A. La décision de l’agent précédent était-elle raisonnable et a-t-elle été rendue conformément aux principes de l’équité procédurale?

[32] Lorsque le demandeur a présenté sa première demande de PTPD, en juillet 2019, il avait terminé son programme d’administration des services de santé et son programme de gestion de la chaîne d’approvisionnement. Toutefois, il admet qu’il n’a pas joint à sa demande ses relevés de notes et la lettre officielle confirmant qu’il avait terminé son programme de gestion de la chaîne d’approvisionnement. En raison de cette omission, l’agent précédent a évalué la demande de PTPD en s’appuyant sur la date à laquelle le demandeur avait terminé son programme d’administration des services de santé : le 31 août 2018.
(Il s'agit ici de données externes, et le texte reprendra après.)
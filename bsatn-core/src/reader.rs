//! Positional, forward-only BSATN reader.

use crate::error::{BsatnError, BsatnResult};
use crate::int256::{I256, U256};
use crate::schema::{AlgebraicType, ProductSchema, SumSchema};
use crate::value::{AlgebraicValue, SumValue};

/// Upper bound on elements reserved up front by [`BsatnReader::read_array`].
const MAX_PREALLOCATED_ELEMENTS: usize = 1024;

/// Cursor over a borrowed byte buffer.
///
/// `take` is the single bounds check every read goes through.
#[derive(Debug, Clone)]
pub struct BsatnReader<'a> {
    buf: &'a [u8],
    pos: usize,
}

macro_rules! read_le {
    ($($name:ident => $ty:ty),* $(,)?) => {
        $(
            pub fn $name(&mut self) -> BsatnResult<$ty> {
                Ok(<$ty>::from_le_bytes(self.take_array()?))
            }
        )*
    };
}

impl<'a> BsatnReader<'a> {
    pub fn new(buf: &'a [u8]) -> Self {
        Self { buf, pos: 0 }
    }

    pub fn position(&self) -> usize {
        self.pos
    }

    pub fn remaining(&self) -> usize {
        self.buf.len() - self.pos
    }

    pub fn is_empty(&self) -> bool {
        self.remaining() == 0
    }

    /// Everything not yet consumed.
    pub fn rest(&self) -> &'a [u8] {
        &self.buf[self.pos..]
    }

    /// Fail unless every byte has been consumed.
    pub fn expect_end(&self) -> BsatnResult<()> {
        if self.is_empty() {
            Ok(())
        } else {
            Err(BsatnError::invalid_structure(format!(
                "{} trailing bytes after position {}",
                self.remaining(),
                self.pos
            )))
        }
    }

    pub fn take(&mut self, n: usize) -> BsatnResult<&'a [u8]> {
        if n > self.remaining() {
            return Err(BsatnError::InsufficientData {
                needed: n,
                remaining: self.remaining(),
            });
        }
        let slice = &self.buf[self.pos..self.pos + n];
        self.pos += n;
        Ok(slice)
    }

    fn take_array<const N: usize>(&mut self) -> BsatnResult<[u8; N]> {
        let mut out = [0u8; N];
        out.copy_from_slice(self.take(N)?);
        Ok(out)
    }

    read_le! {
        read_u8 => u8,
        read_u16 => u16,
        read_u32 => u32,
        read_u64 => u64,
        read_u128 => u128,
        read_i8 => i8,
        read_i16 => i16,
        read_i32 => i32,
        read_i64 => i64,
        read_i128 => i128,
        read_f32 => f32,
        read_f64 => f64,
    }

    pub fn read_u256(&mut self) -> BsatnResult<U256> {
        Ok(U256::from_le_bytes(self.take_array()?))
    }

    pub fn read_i256(&mut self) -> BsatnResult<I256> {
        Ok(I256::from_le_bytes(self.take_array()?))
    }

    pub fn read_bool(&mut self) -> BsatnResult<bool> {
        match self.read_u8()? {
            0 => Ok(false),
            1 => Ok(true),
            other => Err(BsatnError::InvalidBool(other)),
        }
    }

    /// `u32` length, then that many UTF-8 bytes.
    pub fn read_str(&mut self) -> BsatnResult<&'a str> {
        let len = self.read_len()?;
        let bytes = self.take(len)?;
        Ok(std::str::from_utf8(bytes)?)
    }

    pub fn read_string(&mut self) -> BsatnResult<String> {
        self.read_str().map(str::to_owned)
    }

    /// `u32` length, then that many raw bytes.
    pub fn read_bytes(&mut self) -> BsatnResult<&'a [u8]> {
        let len = self.read_len()?;
        self.take(len)
    }

    pub fn read_len(&mut self) -> BsatnResult<usize> {
        Ok(self.read_u32()? as usize)
    }

    /// `u32` count, then `count` elements read by `f`.
    pub fn read_array<T>(
        &mut self,
        mut f: impl FnMut(&mut Self) -> BsatnResult<T>,
    ) -> BsatnResult<Vec<T>> {
        let count = self.read_len()?;
        // A hostile count must not drive the allocation.
        let fits = self.remaining() / std::mem::size_of::<T>().max(1);
        let mut items = Vec::with_capacity(count.min(fits).min(MAX_PREALLOCATED_ELEMENTS));
        for _ in 0..count {
            items.push(f(self)?);
        }
        Ok(items)
    }

    /// Tag 0 is `Some`, tag 1 is `None`.
    pub fn read_option<T>(
        &mut self,
        f: impl FnOnce(&mut Self) -> BsatnResult<T>,
    ) -> BsatnResult<Option<T>> {
        match self.read_u8()? {
            SumSchema::OPTION_SOME_TAG => f(self).map(Some),
            SumSchema::OPTION_NONE_TAG => Ok(None),
            tag => Err(BsatnError::unsupported_tag("option", tag)),
        }
    }

    /// Decode exactly one value of the declared shape.
    pub fn read_value(&mut self, ty: &AlgebraicType) -> BsatnResult<AlgebraicValue> {
        Ok(match ty {
            AlgebraicType::Bool => AlgebraicValue::Bool(self.read_bool()?),
            AlgebraicType::U8 => AlgebraicValue::U8(self.read_u8()?),
            AlgebraicType::U16 => AlgebraicValue::U16(self.read_u16()?),
            AlgebraicType::U32 => AlgebraicValue::U32(self.read_u32()?),
            AlgebraicType::U64 => AlgebraicValue::U64(self.read_u64()?),
            AlgebraicType::U128 => AlgebraicValue::U128(self.read_u128()?),
            AlgebraicType::U256 => AlgebraicValue::U256(self.read_u256()?),
            AlgebraicType::I8 => AlgebraicValue::I8(self.read_i8()?),
            AlgebraicType::I16 => AlgebraicValue::I16(self.read_i16()?),
            AlgebraicType::I32 => AlgebraicValue::I32(self.read_i32()?),
            AlgebraicType::I64 => AlgebraicValue::I64(self.read_i64()?),
            AlgebraicType::I128 => AlgebraicValue::I128(self.read_i128()?),
            AlgebraicType::I256 => AlgebraicValue::I256(self.read_i256()?),
            AlgebraicType::F32 => AlgebraicValue::F32(self.read_f32()?),
            AlgebraicType::F64 => AlgebraicValue::F64(self.read_f64()?),
            AlgebraicType::String => AlgebraicValue::String(self.read_string()?),
            AlgebraicType::Array(schema) => {
                AlgebraicValue::Array(self.read_array(|r| r.read_value(&schema.elem))?)
            }
            AlgebraicType::Product(schema) => AlgebraicValue::Product(self.read_product(schema)?),
            AlgebraicType::Sum(schema) => {
                let tag = self.read_u8()?;
                if !schema.has_tag(tag) {
                    return Err(BsatnError::unsupported_tag("sum", tag));
                }
                let value = match schema.payload(tag) {
                    Some(payload) => Some(Box::new(self.read_value(payload)?)),
                    None => None,
                };
                AlgebraicValue::Sum(SumValue { tag, value })
            }
        })
    }

    pub fn read_product(&mut self, schema: &ProductSchema) -> BsatnResult<Vec<AlgebraicValue>> {
        schema.fields.iter().map(|f| self.read_value(f)).collect()
    }
}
[33] Le demandeur affirme qu’il était déraisonnable de la part de l’agent précédent de conclure qu’il avait terminé son programme d’administration des services de santé en août 2018. Il ajoute qu’il a reçu la confirmation qu’il avait terminé son premier programme en octobre 2018. En outre, il soutient que l’agent précédent aurait plutôt dû faire le calcul des 180 jours à partir du 25 juin 2019, soit la date à laquelle il avait reçu les relevés de notes pour son programme de gestion de la chaîne d’approvisionnement.

[34] Je ne suis pas convaincu que l’agent précédent a commis une erreur en considérant que le 31 août 2018 était la date à laquelle le demandeur avait terminé son premier programme, soit celui d’administration des services de santé. Le relevé de notes du demandeur indique que la date à laquelle son diplôme lui a été décerné est le 31 août 2018. Il était donc raisonnable de la part de l’agent précédent de conclure qu’il s’agissait de la date à laquelle le demandeur avait terminé ses études. Le demandeur n’a fourni à l’agent précédent aucun élément de preuve établissant qu’il avait terminé son deuxième programme d’études, soit celui de gestion de la chaîne d’approvisionnement.
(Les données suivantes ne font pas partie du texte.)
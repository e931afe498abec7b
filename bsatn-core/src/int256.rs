//! 256-bit integers stored as four little-endian `u64` limbs.
//!
//! These carry no arithmetic beyond what display and ordering need. On the
//! wire both types are 32 raw little-endian bytes.

use std::cmp::Ordering;
use std::fmt;

use crate::error::{BsatnError, BsatnResult};

const DECIMAL_CHUNK: u64 = 10_000_000_000_000_000_000;
const DECIMAL_CHUNK_DIGITS: usize = 19;

/// Unsigned 256-bit integer.
#[derive(Debug, Clone, Copy, PartialEq, Eq, Hash, Default)]
pub struct U256 {
    limbs: [u64; 4],
}

impl U256 {
    pub const ZERO: U256 = U256 { limbs: [0; 4] };
    pub const MAX: U256 = U256 {
        limbs: [u64::MAX; 4],
    };

    /// Build from limbs, least significant first.
    pub const fn from_limbs(limbs: [u64; 4]) -> Self {
        Self { limbs }
    }

    pub const fn limbs(&self) -> [u64; 4] {
        self.limbs
    }

    pub fn from_le_bytes(bytes: [u8; 32]) -> Self {
        Self {
            limbs: limbs_from_le_bytes(&bytes),
        }
    }

    pub fn to_le_bytes(&self) -> [u8; 32] {
        limbs_to_le_bytes(&self.limbs)
    }

    pub fn to_be_bytes(&self) -> [u8; 32] {
        let mut bytes = self.to_le_bytes();
        bytes.reverse();
        bytes
    }

    pub fn is_zero(&self) -> bool {
        self.limbs.iter().all(|&l| l == 0)
    }

    /// Big-endian hex, 64 characters, the way identities are rendered.
    pub fn to_hex(&self) -> String {
        hex::encode(self.to_be_bytes())
    }

    /// Parse the 64-character big-endian hex form.
    pub fn from_be_hex(s: &str) -> BsatnResult<Self> {
        let s = s.strip_prefix("0x").unwrap_or(s);
        let decoded = hex::decode(s)
            .map_err(|e| BsatnError::invalid_structure(format!("invalid hex: {}", e)))?;
        let mut bytes: [u8; 32] = decoded.try_into().map_err(|v: Vec<u8>| {
            BsatnError::invalid_structure(format!("expected 32 bytes of hex, got {}", v.len()))
        })?;
        bytes.reverse();
        Ok(Self::from_le_bytes(bytes))
    }
}

impl From<u64> for U256 {
    fn from(v: u64) -> Self {
        Self {
            limbs: [v, 0, 0, 0],
        }
    }
}

impl From<u128> for U256 {
    fn from(v: u128) -> Self {
        Self {
            limbs: [v as u64, (v >> 64) as u64, 0, 0],
        }
    }
}

impl Ord for U256 {
    fn cmp(&self, other: &Self) -> Ordering {
        self.limbs.iter().rev().cmp(other.limbs.iter().rev())
    }
}

impl PartialOrd for U256 {
    fn partial_cmp(&self, other: &Self) -> Option<Ordering> {
        Some(self.cmp(other))
    }
}

impl fmt::Display for U256 {
    fn fmt(&self, f: &mut fmt::Formatter<'_>) -> fmt::Result {
        f.write_str(&decimal_string(self.limbs))
    }
}

impl fmt::LowerHex for U256 {
    fn fmt(&self, f: &mut fmt::Formatter<'_>) -> fmt::Result {
        f.write_str(&self.to_hex())
    }
}

/// Signed 256-bit integer in two's complement.
#[derive(Debug, Clone, Copy, PartialEq, Eq, Hash, Default)]
pub struct I256 {
    limbs: [u64; 4],
}

impl I256 {
    pub const ZERO: I256 = I256 { limbs: [0; 4] };
    pub const MIN: I256 = I256 {
        limbs: [0, 0, 0, 1 << 63],
    };
    pub const MAX: I256 = I256 {
        limbs: [u64::MAX, u64::MAX, u64::MAX, u64::MAX >> 1],
    };

    pub const fn from_limbs(limbs: [u64; 4]) -> Self {
        Self { limbs }
    }

    pub const fn limbs(&self) -> [u64; 4] {
        self.limbs
    }

    pub fn from_le_bytes(bytes: [u8; 32]) -> Self {
        Self {
            limbs: limbs_from_le_bytes(&bytes),
        }
    }

    pub fn to_le_bytes(&self) -> [u8; 32] {
        limbs_to_le_bytes(&self.limbs)
    }

    pub fn is_negative(&self) -> bool {
        self.limbs[3] >> 63 == 1
    }

    /// Absolute value as an unsigned integer; exact for `MIN` too.
    pub fn unsigned_abs(&self) -> U256 {
        if !self.is_negative() {
            return U256::from_limbs(self.limbs);
        }
        let mut limbs = self.limbs.map(|l| !l);
        for limb in limbs.iter_mut() {
            let (sum, carry) = limb.overflowing_add(1);
            *limb = sum;
            if !carry {
                break;
            }
        }
        U256::from_limbs(limbs)
    }
}

impl From<i64> for I256 {
    fn from(v: i64) -> Self {
        I256::from(v as i128)
    }
}

impl From<i128> for I256 {
    fn from(v: i128) -> Self {
        let fill = if v < 0 { u64::MAX } else { 0 };
        Self {
            limbs: [v as u64, (v >> 64) as u64, fill, fill],
        }
    }
}

impl Ord for I256 {
    fn cmp(&self, other: &Self) -> Ordering {
        let flip = |limbs: &[u64; 4]| {
            let mut l = *limbs;
            l[3] ^= 1 << 63;
            U256::from_limbs(l)
        };
        flip(&self.limbs).cmp(&flip(&other.limbs))
    }
}

impl PartialOrd for I256 {
    fn partial_cmp(&self, other: &Self) -> Option<Ordering> {
        Some(self.cmp(other))
    }
}

impl fmt::Display for I256 {
    fn fmt(&self, f: &mut fmt::Formatter<'_>) -> fmt::Result {
        if self.is_negative() {
            f.write_str("-")?;
        }
        f.write_str(&decimal_string(self.unsigned_abs().limbs()))
    }
}

impl fmt::LowerHex for I256 {
    fn fmt(&self, f: &mut fmt::Formatter<'_>) -> fmt::Result {
        let mut bytes = self.to_le_bytes();
        bytes.reverse();
        f.write_str(&hex::encode(bytes))
    }
}

fn limbs_from_le_bytes(bytes: &[u8; 32]) -> [u64; 4] {
    let mut limbs = [0u64; 4];
    for (limb, chunk) in limbs.iter_mut().zip(bytes.chunks_exact(8)) {
        let mut word = [0u8; 8];
        word.copy_from_slice(chunk);
        *limb = u64::from_le_bytes(word);
    }
    limbs
}

fn limbs_to_le_bytes(limbs: &[u64; 4]) -> [u8; 32] {
    let mut bytes = [0u8; 32];
    for (chunk, limb) in bytes.chunks_exact_mut(8).zip(limbs) {
        chunk.copy_from_slice(&limb.to_le_bytes());
    }
    bytes
}

/// Divide in place by a single-word divisor, returning the remainder.
fn div_rem_word(limbs: &mut [u64; 4], divisor: u64) -> u64 {
    let mut rem: u128 = 0;
    for limb in limbs.iter_mut().rev() {
        let cur = (rem << 64) | u128::from(*limb);
        *limb = (cur / u128::from(divisor)) as u64;
        rem = cur % u128::from(divisor);
    }
    rem as u64
}

fn decimal_string(mut limbs: [u64; 4]) -> String {
    if limbs.iter().all(|&l| l == 0) {
        return "0".to_string();
    }
    let mut chunks = Vec::new();
    while limbs.iter().any(|&l| l != 0) {
        chunks.push(div_rem_word(&mut limbs, DECIMAL_CHUNK));
    }
    let mut out = String::new();
    for (i, chunk) in chunks.iter().rev().enumerate() {
        if i == 0 {
            out.push_str(&chunk.to_string());
        } else {
            out.push_str(&format!("{:0width$}", chunk, width = DECIMAL_CHUNK_DIGITS));
        }
    }
    out
}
[35] À mon avis, la décision de janvier est raisonnable. L’agent a apprécié la preuve que le demandeur lui avait transmise et il a raisonnablement conclu, d’après le relevé de notes et le diplôme en administration des services de santé, que la date à laquelle le demandeur avait terminé ses études était le 31 août 2018. L’agent a donc refusé la première demande de PTPD du demandeur, parce que ce dernier ne l’avait pas été présentée dans les 180 jours suivant la date à laquelle il avait reçu la confirmation qu’il avait terminé ce programme, comme l’exigent les IEP.

[36] Le demandeur allègue en outre que l’agent précédent a violé ses droits en matière d’équité procédurale en ne lui demandant pas de renseignements supplémentaires concernant son deuxième programme d’études, soit celui de gestion de la chaîne d’approvisionnement.
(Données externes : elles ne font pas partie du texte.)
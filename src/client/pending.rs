use std::collections::HashMap;

use tokio::sync::oneshot;

use super::delegate::OneOffQueryResult;
use crate::error::{ClientError, ClientResult};

pub(crate) type MessageId = [u8; 16];

type Waiter = oneshot::Sender<ClientResult<OneOffQueryResult>>;

/// One-off queries awaiting a response, keyed by message id.
///
/// Whoever removes an entry first completes it; later attempts find nothing
/// and do nothing.
#[derive(Default)]
pub(crate) struct PendingQueries {
    waiters: HashMap<MessageId, Waiter>,
}

impl PendingQueries {
    pub(crate) fn insert(&mut self, id: MessageId, waiter: Waiter) {
        self.waiters.insert(id, waiter);
    }

    pub(crate) fn contains(&self, id: &MessageId) -> bool {
        self.waiters.contains_key(id)
    }

    /// Returns false if the entry was already completed.
    pub(crate) fn complete(&mut self, id: &MessageId, result: ClientResult<OneOffQueryResult>) -> bool {
        match self.waiters.remove(id) {
            Some(waiter) => {
                // The caller may have stopped waiting; that is fine.
                let _ = waiter.send(result);
                true
            }
            None => false,
        }
    }

    pub(crate) fn fail_all(&mut self) -> usize {
        let count = self.waiters.len();
        for (_, waiter) in self.waiters.drain() {
            let _ = waiter.send(Err(ClientError::Disconnected));
        }
        count
    }

    #[cfg(test)]
    pub(crate) fn len(&self) -> usize {
        self.waiters.len()
    }
}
[37] L’argument du demandeur ne me convainc pas. En matière d’équité procédurale, la décision Ntamag c Canada (Immigration, Réfugiés et Citoyenneté), 2020 CF 40 (Ntamag) est instructive.

[38] Dans cette décision, la juge en chef adjointe Gagné a conclu qu’un agent n’est pas tenu de remettre une lettre d’équité procédurale lorsque ses préoccupations ne découlent pas directement des exigences du RIPR (Ntamag au para 9). Dans l’affaire qui a fait l’objet de cette décision, l’agent a appliqué le RIPR aux faits qui lui avaient été présentés et a expliqué quelles exigences n’étaient pas respectées. La Cour a conclu que cette approche ne constituait pas un manquement à l’équité procédurale (Ntamag au para 12).

[39] La présente affaire est analogue à celle qui a fait l’objet de la décision Ntamag. Bien que ce soit par erreur, le demandeur n’a pas fourni à l’agent précédent la preuve qu’il présentait sa demande dans les 180 jours après avoir terminé ses études, comme il était exigé. L’agent précédent s’est raisonnablement appuyé sur la preuve dont il était saisi, et il n’était pas tenu de demander des éléments de preuve supplémentaires pour s’acquitter de l’obligation d’équité.

B. Le refus par l’agent de faire droit à la demande de PTPD présentée par le demandeur était-il raisonnable?

[40] Le demandeur était titulaire d’un permis d’études valide dans les 180 jours de la date de la présentation de sa deuxième demande de PTPD. Il a présenté cette deuxième demande le 5 février 2020. Son permis d’études avait expiré le 27 janvier 2020, date de la décision de janvier, en application de l’alinéa 183(5)a) du RIPR.

[41] Cependant, le demandeur n’a pas présenté sa deuxième demande de PTPD dans les 180 jours suivant la réception de son relevé de notes final pour son deuxième programme d’études, soit celui de gestion de la chaîne d’approvisionnement, le 25 juin 2019, comme l’exigent les IEP à la rubrique « Demande et validité d’un permis de travail postdiplôme ».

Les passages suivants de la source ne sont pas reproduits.